É nesse contexto que nasce o Detroit Future City, um projeto de recuperação sem fins lucrativos. Junto a ele, o legislativo votou no em 2012 a criação de uma Autoridade Regional de Trânsito para o sudeste de Michigan, para estudar e implementar um sistema de trânsito – uma carência histórica da cidade, que deixou de aproveitar as centenas de milhões de dólares do governo federal disponíveis para este fim, sob as gestões dos ex-presidentes Gerald Ford e Jimmy Carter.

O Detroit Future City produziu um plano que inclui um sistema de transporte integrado público regional para 2030, com uma população da cidade estabilizada entre 600.000 e 800.000 pessoas.

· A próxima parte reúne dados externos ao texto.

//! Backtracking parser combinators over the token stream
//!
//! Every combinator takes the token slice and a start index and produces an
//! [`Outcome`] with three channels:
//!
//! | Variant     | Meaning                                                   |
//! |-------------|-----------------------------------------------------------|
//! | `NoMatch`   | Ordinary failure. Drives backtracking in `one_of`/`many`/`maybe` |
//! | `Matched`   | Success, tagged with the half-open token range consumed   |
//! | `Committed` | A diagnostic raised once the grammar committed to a branch |
//!
//! `one_of` keeps trying later alternatives after a committed error and only
//! surfaces the last one if nothing matched. `maybe` swallows committed
//! errors. `required` turns `NoMatch` into a committed error.
//!
//! Rules are plain data behind an `Arc`, so grammars can be shared across
//! threads and recursive rules can be tied together with [`later`].
//! Alternations have identity (the `Arc` pointer), which is what
//! [`Parser::except`] filters on to keep left-recursive rules from calling
//! themselves in leftmost position.

use serde::Serialize;
use std::fmt;
use std::sync::{Arc, OnceLock};

use crate::error::SpannedError;
use crate::lexer::{Token, TokenTag};

/// Half-open range of token indices; an empty match has `start == end`
#[derive(Debug, Clone, Copy, Default, PartialEq, Eq, Hash, Serialize)]
pub struct TokenRange {
    pub start: usize,
    pub end: usize,
}

impl TokenRange {
    pub fn new(start: usize, end: usize) -> Self {
        Self { start, end }
    }

    /// Zero-width range at `at`
    pub fn empty(at: usize) -> Self {
        Self { start: at, end: at }
    }

    pub fn len(&self) -> usize {
        self.end.saturating_sub(self.start)
    }

    pub fn is_empty(&self) -> bool {
        self.len() == 0
    }
}

/// A successful parse and the tokens it consumed
#[derive(Debug, Clone, PartialEq)]
pub struct Parsed<T> {
    pub range: TokenRange,
    pub value: T,
}

impl<T> Parsed<T> {
    pub fn new(range: TokenRange, value: T) -> Self {
        Self { range, value }
    }
}

/// Result of running a combinator
#[derive(Debug)]
pub enum Outcome<T> {
    NoMatch,
    Matched(Parsed<T>),
    Committed(SpannedError),
}

impl<T> Outcome<T> {
    pub fn is_match(&self) -> bool {
        matches!(self, Outcome::Matched(_))
    }

    pub fn matched(self) -> Option<Parsed<T>> {
        match self {
            Outcome::Matched(parsed) => Some(parsed),
            _ => None,
        }
    }
}

/// Payloads a grammar's combinators can produce
///
/// The framework needs to represent a bare success, a run of matched
/// characters, the list produced by `many` and the option produced by
/// `maybe`; everything else is up to the grammar's builders.
pub trait Payload: Sized + 'static {
    fn unit() -> Self;
    fn text(text: String) -> Self;
    fn repeat(items: Vec<Parsed<Self>>) -> Self;
    fn optional(item: Option<Parsed<Self>>) -> Self;
}

/// Builder result: `Ok(None)` declines the match, `Err` commits
pub type Build<T> = Result<Option<T>, SpannedError>;

type BuildFn<T> = dyn Fn(TokenRange, Vec<Parsed<T>>) -> Build<T> + Send + Sync;
type MapFn<T> = dyn Fn(Parsed<T>) -> Build<T> + Send + Sync;
type ReasonFn = dyn Fn(&[Token], usize) -> String + Send + Sync;
type TerminalFn<T> = dyn Fn(&[Token], usize) -> Outcome<T> + Send + Sync;

enum Rule<T> {
    Match(TokenTag),
    Sequence {
        parts: Vec<Parser<T>>,
        build: Option<Box<BuildFn<T>>>,
    },
    OneOf(Vec<Parser<T>>),
    Many(Parser<T>),
    Maybe(Parser<T>),
    Required {
        inner: Parser<T>,
        reason: Box<ReasonFn>,
    },
    Later(OnceLock<Parser<T>>),
    Except {
        target: Parser<T>,
        excluded: Vec<Parser<T>>,
        view: OnceLock<Result<Parser<T>, String>>,
    },
    Map {
        inner: Parser<T>,
        f: Box<MapFn<T>>,
    },
    Named {
        name: &'static str,
        inner: Parser<T>,
    },
    Terminal(Box<TerminalFn<T>>),
}

impl<T> Rule<T> {
    fn label(&self) -> &'static str {
        match self {
            Rule::Match(_) => "match",
            Rule::Sequence { .. } => "sequence",
            Rule::OneOf(_) => "one_of",
            Rule::Many(_) => "many",
            Rule::Maybe(_) => "maybe",
            Rule::Required { .. } => "required",
            Rule::Later(_) => "later",
            Rule::Except { .. } => "except",
            Rule::Map { .. } => "map",
            Rule::Named { name, .. } => *name,
            Rule::Terminal(_) => "terminal",
        }
    }
}

/// Shared handle to a combinator
pub struct Parser<T>(Arc<Rule<T>>);

impl<T> Clone for Parser<T> {
    fn clone(&self) -> Self {
        Parser(Arc::clone(&self.0))
    }
}

impl<T> fmt::Debug for Parser<T> {
    fn fmt(&self, f: &mut fmt::Formatter<'_>) -> fmt::Result {
        write!(f, "Parser({})", self.0.label())
    }
}

impl<T: Payload> Parser<T> {
    fn from_rule(rule: Rule<T>) -> Self {
        Parser(Arc::new(rule))
    }

    /// Build a terminal from a raw parsing function
    pub fn terminal(
        f: impl Fn(&[Token], usize) -> Outcome<T> + Send + Sync + 'static,
    ) -> Self {
        Self::from_rule(Rule::Terminal(Box::new(f)))
    }

    /// Install the rule behind a forward declaration made with [`later`]
    ///
    /// A cell can only be defined once; later definitions are ignored.
    pub fn define(&self, rule: Parser<T>) {
        match &*self.0 {
            Rule::Later(cell) => {
                if cell.set(rule).is_err() {
                    tracing::error!(target: "jtl::parse", "forward rule defined twice");
                }
            }
            other => {
                tracing::error!(target: "jtl::parse", rule = other.label(), "define called on a rule that is not a forward declaration");
            }
        }
    }

    /// An alternation identical to this one minus the `excluded` branches
    ///
    /// Works on `one_of` rules directly and on forward declarations whose
    /// installed rule is a `one_of`. For forward declarations the view is
    /// built on first use, since the rule may not be installed yet.
    pub fn except(&self, excluded: &[&Parser<T>]) -> Parser<T> {
        let excluded: Vec<Parser<T>> = excluded.iter().map(|p| (*p).clone()).collect();
        match &*self.0 {
            Rule::OneOf(parts) => one_of(filter_parts(parts, &excluded)),
            _ => Self::from_rule(Rule::Except {
                target: self.clone(),
                excluded,
                view: OnceLock::new(),
            }),
        }
    }

    /// Follow forward declarations and names to the underlying rule
    fn resolved(&self) -> Option<Parser<T>> {
        match &*self.0 {
            Rule::Later(cell) => cell.get().and_then(|p| p.resolved()),
            Rule::Named { inner, .. } => inner.resolved(),
            _ => Some(self.clone()),
        }
    }

    /// Run the combinator at `start`
    pub fn parse(&self, tokens: &[Token], start: usize) -> Outcome<T> {
        match &*self.0 {
            Rule::Match(tag) => match tokens.get(start) {
                Some(token) if token.kind.tag() == *tag => {
                    Outcome::Matched(Parsed::new(TokenRange::new(start, start + 1), T::unit()))
                }
                _ => Outcome::NoMatch,
            },

            Rule::Sequence { parts, build } => {
                let mut position = start;
                let mut results = Vec::with_capacity(parts.len());
                for part in parts {
                    match part.parse(tokens, position) {
                        Outcome::Matched(parsed) => {
                            position = parsed.range.end;
                            results.push(parsed);
                        }
                        Outcome::NoMatch => return Outcome::NoMatch,
                        Outcome::Committed(err) => return Outcome::Committed(err),
                    }
                }

                let range = TokenRange::new(start, position);
                match build {
                    None => Outcome::Matched(Parsed::new(range, T::unit())),
                    Some(build) => match build(range, results) {
                        Ok(Some(value)) => Outcome::Matched(Parsed::new(range, value)),
                        Ok(None) => Outcome::NoMatch,
                        Err(err) => Outcome::Committed(err),
                    },
                }
            }

            Rule::OneOf(parts) => {
                let mut last_error = None;
                for part in parts {
                    match part.parse(tokens, start) {
                        Outcome::Matched(parsed) => return Outcome::Matched(parsed),
                        Outcome::NoMatch => {}
                        Outcome::Committed(err) => last_error = Some(err),
                    }
                }
                match last_error {
                    Some(err) => Outcome::Committed(err),
                    None => Outcome::NoMatch,
                }
            }

            Rule::Many(inner) => {
                let mut position = start;
                let mut items = Vec::new();
                loop {
                    match inner.parse(tokens, position) {
                        Outcome::Matched(parsed) => {
                            // A zero-width match would repeat forever
                            if parsed.range.is_empty() {
                                break;
                            }
                            position = parsed.range.end;
                            items.push(parsed);
                        }
                        Outcome::NoMatch => break,
                        Outcome::Committed(err) => return Outcome::Committed(err),
                    }
                }
                Outcome::Matched(Parsed::new(
                    TokenRange::new(start, position),
                    T::repeat(items),
                ))
            }

            Rule::Maybe(inner) => match inner.parse(tokens, start) {
                Outcome::Matched(parsed) => {
                    let range = parsed.range;
                    Outcome::Matched(Parsed::new(range, T::optional(Some(parsed))))
                }
                Outcome::NoMatch | Outcome::Committed(_) => {
                    Outcome::Matched(Parsed::new(TokenRange::empty(start), T::optional(None)))
                }
            },

            Rule::Required { inner, reason } => match inner.parse(tokens, start) {
                Outcome::Matched(parsed) => Outcome::Matched(parsed),
                Outcome::NoMatch => Outcome::Committed(SpannedError::syntax(
                    reason(tokens, start),
                    TokenRange::empty(start),
                )),
                Outcome::Committed(err) => {
                    Outcome::Committed(SpannedError::rewrap(reason(tokens, start), err))
                }
            },

            Rule::Later(cell) => match cell.get() {
                Some(rule) => rule.parse(tokens, start),
                None => Outcome::Committed(SpannedError::internal(
                    "uninitialized forward rule",
                    TokenRange::empty(start),
                )),
            },

            Rule::Except {
                target,
                excluded,
                view,
            } => {
                let view = view.get_or_init(|| exclusion_view(target, excluded));
                match view {
                    Ok(rule) => rule.parse(tokens, start),
                    Err(message) => Outcome::Committed(SpannedError::internal(
                        message.clone(),
                        TokenRange::empty(start),
                    )),
                }
            }

            Rule::Map { inner, f } => match inner.parse(tokens, start) {
                Outcome::Matched(parsed) => {
                    let range = parsed.range;
                    match f(parsed) {
                        Ok(Some(value)) => Outcome::Matched(Parsed::new(range, value)),
                        Ok(None) => Outcome::NoMatch,
                        Err(err) => Outcome::Committed(err),
                    }
                }
                other => other,
            },

            Rule::Named { name, inner } => {
                let outcome = inner.parse(tokens, start);
                match &outcome {
                    Outcome::Matched(parsed) => {
                        tracing::trace!(target: "jtl::parse", rule = *name, start, end = parsed.range.end, "matched");
                    }
                    Outcome::Committed(err) => {
                        tracing::trace!(target: "jtl::parse", rule = *name, start, error = %err.message, "committed");
                    }
                    Outcome::NoMatch => {}
                }
                outcome
            }

            Rule::Terminal(f) => f(tokens, start),
        }
    }
}

fn filter_parts<T>(parts: &[Parser<T>], excluded: &[Parser<T>]) -> Vec<Parser<T>> {
    parts
        .iter()
        .filter(|p| !excluded.iter().any(|e| Arc::ptr_eq(&p.0, &e.0)))
        .cloned()
        .collect()
}

fn exclusion_view<T: Payload>(
    target: &Parser<T>,
    excluded: &[Parser<T>],
) -> Result<Parser<T>, String> {
    let resolved = target
        .resolved()
        .ok_or_else(|| "cannot call except on an uninitialized forward rule".to_string())?;
    match &*resolved.0 {
        Rule::OneOf(parts) => Ok(one_of(filter_parts(parts, excluded))),
        other => Err(format!("{} rule does not support except", other.label())),
    }
}

/// Succeeds on a single token carrying `tag`
pub fn match_tag<T: Payload>(tag: TokenTag) -> Parser<T> {
    Parser::from_rule(Rule::Match(tag))
}

/// Run `parts` left to right; the whole sequence fails if any part fails
pub fn sequence<T: Payload>(parts: Vec<Parser<T>>) -> Parser<T> {
    Parser::from_rule(Rule::Sequence { parts, build: None })
}

/// Like [`sequence`], assembling the payload from every part's result
pub fn sequence_with<T: Payload>(
    parts: Vec<Parser<T>>,
    build: impl Fn(TokenRange, Vec<Parsed<T>>) -> Build<T> + Send + Sync + 'static,
) -> Parser<T> {
    Parser::from_rule(Rule::Sequence {
        parts,
        build: Some(Box::new(build)),
    })
}

/// Ordered choice
pub fn one_of<T: Payload>(parts: Vec<Parser<T>>) -> Parser<T> {
    Parser::from_rule(Rule::OneOf(parts))
}

/// Zero or more repetitions; always succeeds
pub fn many<T: Payload>(inner: Parser<T>) -> Parser<T> {
    Parser::from_rule(Rule::Many(inner))
}

/// Optional match; always succeeds, never propagates committed errors
pub fn maybe<T: Payload>(inner: Parser<T>) -> Parser<T> {
    Parser::from_rule(Rule::Maybe(inner))
}

/// Turn an ordinary failure of `inner` into a committed error
pub fn required<T: Payload>(
    inner: Parser<T>,
    reason: impl Fn(&[Token], usize) -> String + Send + Sync + 'static,
) -> Parser<T> {
    Parser::from_rule(Rule::Required {
        inner,
        reason: Box::new(reason),
    })
}

/// Forward declaration, installed afterwards with [`Parser::define`]
pub fn later<T: Payload>() -> Parser<T> {
    Parser::from_rule(Rule::Later(OnceLock::new()))
}

/// Transform a successful result; the range is kept
pub fn map<T: Payload>(
    inner: Parser<T>,
    f: impl Fn(Parsed<T>) -> Build<T> + Send + Sync + 'static,
) -> Parser<T> {
    Parser::from_rule(Rule::Map {
        inner,
        f: Box::new(f),
    })
}

/// Label a rule for trace output
pub fn named<T: Payload>(name: &'static str, inner: Parser<T>) -> Parser<T> {
    Parser::from_rule(Rule::Named { name, inner })
}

O grupo prevê um “programa de demolição/desconstrução maciça” e reaproveitamento de terrenos baldios, inclusive com fazendas urbanas. Os serviços seriam reconfigurados, com redução do número de luzes de rua pela metade e uso de energia solar para as lâmpadas em áreas desocupadas. Os bairros seriam agrupados dentro de meia milha das escolas, como nos vilarejos.

“A cidade proporcionou tanto para nós e ainda hoje é uma parte profunda do que somos”, destaca Dan Kinkead, diretor executivo do Detroit Future City.